Native communities lived along the Sebasticook and Kennebec for centuries before any European arrived. The pond's English name traces to Ezekiel Pattee, born in Gloucester, Massachusetts in 1732. Pattee arrived at Fort Halifax around 1760, married Margaret Harwood, and after the fort was dismantled in 1763 he floated the blockhouse down the Kennebec to a lot on what is now Route 201 and rebuilt it as his home. He was a tavern-keeper, a 2nd major in the Revolutionary War under Colonel Samuel McCobb, and a fixture of the new town of Winslow: moderator of the annual Town Meeting eleven times, Town Clerk for seventeen years, Town Treasurer for twenty-two. He died in 1813 at the age of eighty-two.
In the eighteenth century, nearly six hundred masts were cut on the eastern side of the pond and shipped to England for the British navy. The longest was a hundred and eighteen feet. By the early nineteen-hundreds the surrounding land was farmland, woodlots, and shingle mills. The first wave of cottages went up between the world wars, often jerry-built and too close to the water. By 1945 there were fifty-three of them.
The Pattee's Pond Association is still active today, run entirely by volunteers who live on the pond. Their work includes annual summer meetings, pond memberships, and a Camp Road Grant Reimbursement program that helps neighbors fund the road improvements that protect water quality.
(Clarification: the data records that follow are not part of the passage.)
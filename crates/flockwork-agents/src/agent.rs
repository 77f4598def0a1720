//! The agent runtime.
//!
//! An [`Agent`] couples a body (kinematics, targets, cargo) with a state
//! machine and an ordered list of weighted steering behaviors. One update
//! runs in three steps that the core crate may also drive separately:
//!
//! 1. [`Agent::step_state`] -- run the current state's execute hook and
//!    transition check.
//! 2. [`Agent::compute_steering`] -- sum the implicit movement force, the
//!    state's own force, any external force, and the weighted behaviors,
//!    then clamp to max force.
//! 3. [`Agent::integrate`] -- turn the force into velocity, position, and
//!    heading.

use flockwork_types::math::{VECTOR_EPSILON_SQ, horizontal, rotate_towards, truncate};
use flockwork_types::{AgentId, Message, MessageType, StateKind};
use glam::Vec3;
use rand::SeedableRng;
use rand::rngs::SmallRng;
use tracing::{debug, trace};

use crate::body::AgentBody;
use crate::config::AgentParams;
use crate::context::{AgentContext, Neighbor, PathFollower};
use crate::error::AgentError;
use crate::fsm::{self, MessageOutcome, Pursuit, StateData, StateMachine};
use crate::steering::{Behavior, FlockRule, FlockTerm, FlockingProfile, SteeringAgent, SteeringInput, WeightedBehavior};

/// A single autonomous agent.
#[derive(Debug)]
pub struct Agent {
    body: AgentBody,
    fsm: StateMachine,
    behaviors: Vec<WeightedBehavior>,
    behaviors_enabled: bool,
    rng: SmallRng,
    neighbor_buffer: Vec<Neighbor>,
    last_steering: Vec3,
}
The passion its members bring to caring for the pond is the reason it remains as clean as it is.
Most of the history above is drawn from Ezekiel Pattee's Pond, a self-published booklet by J. A. Pollard, who grew up in Winslow and bought property on the pond in 1984 with her husband, the hydrogeologist Peter Garrett. We're grateful for her research, and to the residents and Pattee's Pond Association volunteers who work hard to keep the water clean.